### [Work to be completed]
Restate word for word the span of lines that opens with the line containing "pub(crate) fn reconfigure(&mut" and closes with the last line of the material. Include both ends and nothing more.

##############################

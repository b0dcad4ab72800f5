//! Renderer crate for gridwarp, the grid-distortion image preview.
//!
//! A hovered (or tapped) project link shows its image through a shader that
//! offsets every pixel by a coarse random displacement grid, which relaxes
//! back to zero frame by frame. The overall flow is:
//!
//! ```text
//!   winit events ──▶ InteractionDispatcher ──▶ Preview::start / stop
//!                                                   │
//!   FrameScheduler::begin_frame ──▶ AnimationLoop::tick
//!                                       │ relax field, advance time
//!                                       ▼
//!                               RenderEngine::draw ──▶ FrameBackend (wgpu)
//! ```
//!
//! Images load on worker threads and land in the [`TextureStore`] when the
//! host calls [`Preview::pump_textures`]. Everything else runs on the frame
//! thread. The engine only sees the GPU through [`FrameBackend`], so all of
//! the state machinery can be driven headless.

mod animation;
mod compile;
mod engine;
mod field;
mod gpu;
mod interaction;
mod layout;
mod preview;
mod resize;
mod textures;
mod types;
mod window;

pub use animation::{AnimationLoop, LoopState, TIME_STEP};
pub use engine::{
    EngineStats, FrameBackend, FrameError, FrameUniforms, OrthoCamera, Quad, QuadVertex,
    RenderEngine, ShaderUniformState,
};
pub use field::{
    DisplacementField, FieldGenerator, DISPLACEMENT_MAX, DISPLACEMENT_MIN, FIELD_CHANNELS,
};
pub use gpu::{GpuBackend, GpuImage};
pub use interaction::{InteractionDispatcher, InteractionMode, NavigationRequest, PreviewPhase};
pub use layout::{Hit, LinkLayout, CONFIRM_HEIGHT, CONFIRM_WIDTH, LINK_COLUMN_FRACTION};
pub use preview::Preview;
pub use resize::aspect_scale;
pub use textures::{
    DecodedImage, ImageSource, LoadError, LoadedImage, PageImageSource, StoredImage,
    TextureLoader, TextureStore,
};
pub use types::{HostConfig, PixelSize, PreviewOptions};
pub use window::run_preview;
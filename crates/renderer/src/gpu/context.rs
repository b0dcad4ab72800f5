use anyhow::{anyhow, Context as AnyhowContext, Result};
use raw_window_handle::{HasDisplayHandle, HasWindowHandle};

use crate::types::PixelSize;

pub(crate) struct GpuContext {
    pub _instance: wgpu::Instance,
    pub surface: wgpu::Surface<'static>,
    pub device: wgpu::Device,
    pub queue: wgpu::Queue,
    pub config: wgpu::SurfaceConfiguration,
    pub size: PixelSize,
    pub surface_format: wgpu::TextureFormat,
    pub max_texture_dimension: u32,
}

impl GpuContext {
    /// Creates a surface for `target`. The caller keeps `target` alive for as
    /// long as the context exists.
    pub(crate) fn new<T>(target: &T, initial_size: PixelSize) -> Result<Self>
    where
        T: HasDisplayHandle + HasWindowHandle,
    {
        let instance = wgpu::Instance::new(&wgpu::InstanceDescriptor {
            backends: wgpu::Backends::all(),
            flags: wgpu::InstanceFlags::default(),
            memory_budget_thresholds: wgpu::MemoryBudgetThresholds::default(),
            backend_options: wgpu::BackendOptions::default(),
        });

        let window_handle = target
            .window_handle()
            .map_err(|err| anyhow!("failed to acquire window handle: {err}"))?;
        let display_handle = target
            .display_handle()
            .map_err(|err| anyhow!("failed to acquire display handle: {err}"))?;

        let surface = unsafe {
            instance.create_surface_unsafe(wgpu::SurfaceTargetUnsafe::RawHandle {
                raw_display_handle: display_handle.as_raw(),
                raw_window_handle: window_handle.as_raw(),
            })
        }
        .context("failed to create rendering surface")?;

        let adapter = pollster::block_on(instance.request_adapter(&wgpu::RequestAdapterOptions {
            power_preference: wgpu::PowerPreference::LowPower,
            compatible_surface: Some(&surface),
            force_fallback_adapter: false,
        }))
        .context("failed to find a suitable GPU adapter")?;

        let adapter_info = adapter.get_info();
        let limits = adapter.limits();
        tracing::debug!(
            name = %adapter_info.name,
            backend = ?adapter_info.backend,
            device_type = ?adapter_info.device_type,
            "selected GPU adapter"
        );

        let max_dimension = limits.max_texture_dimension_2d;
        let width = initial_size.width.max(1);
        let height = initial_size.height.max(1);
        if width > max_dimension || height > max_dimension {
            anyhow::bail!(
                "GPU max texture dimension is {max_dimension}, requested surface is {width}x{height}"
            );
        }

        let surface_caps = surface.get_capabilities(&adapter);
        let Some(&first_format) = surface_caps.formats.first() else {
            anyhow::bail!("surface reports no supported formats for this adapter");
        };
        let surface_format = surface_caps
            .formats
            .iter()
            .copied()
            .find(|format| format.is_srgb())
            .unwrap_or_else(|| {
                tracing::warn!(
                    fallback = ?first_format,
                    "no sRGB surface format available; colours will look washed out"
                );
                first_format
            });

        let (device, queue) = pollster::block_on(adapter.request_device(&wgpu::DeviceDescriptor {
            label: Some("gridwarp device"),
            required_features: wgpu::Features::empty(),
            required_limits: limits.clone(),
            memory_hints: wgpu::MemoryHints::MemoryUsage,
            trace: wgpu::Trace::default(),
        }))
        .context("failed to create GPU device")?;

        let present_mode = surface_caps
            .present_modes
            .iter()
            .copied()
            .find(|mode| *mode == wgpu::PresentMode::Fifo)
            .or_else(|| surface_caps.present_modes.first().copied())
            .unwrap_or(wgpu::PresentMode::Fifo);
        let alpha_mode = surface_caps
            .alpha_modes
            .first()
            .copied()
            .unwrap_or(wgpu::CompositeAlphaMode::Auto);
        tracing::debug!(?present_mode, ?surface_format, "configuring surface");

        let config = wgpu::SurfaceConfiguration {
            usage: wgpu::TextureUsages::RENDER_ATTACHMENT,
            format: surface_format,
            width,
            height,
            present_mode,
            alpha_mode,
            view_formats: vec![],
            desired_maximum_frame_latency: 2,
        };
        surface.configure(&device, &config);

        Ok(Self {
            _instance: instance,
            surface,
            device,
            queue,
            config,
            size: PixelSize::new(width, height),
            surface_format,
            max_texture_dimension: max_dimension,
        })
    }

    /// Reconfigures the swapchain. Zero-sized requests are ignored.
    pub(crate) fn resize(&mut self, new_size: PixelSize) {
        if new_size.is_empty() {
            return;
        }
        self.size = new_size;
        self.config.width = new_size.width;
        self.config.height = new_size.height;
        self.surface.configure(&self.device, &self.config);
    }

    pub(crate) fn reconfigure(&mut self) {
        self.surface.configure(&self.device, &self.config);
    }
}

##############################

### [Answer section]
    pub(crate) fn reconfigure(&mut self) {
        self.surface.configure(&self.device, &self.config);
    }
}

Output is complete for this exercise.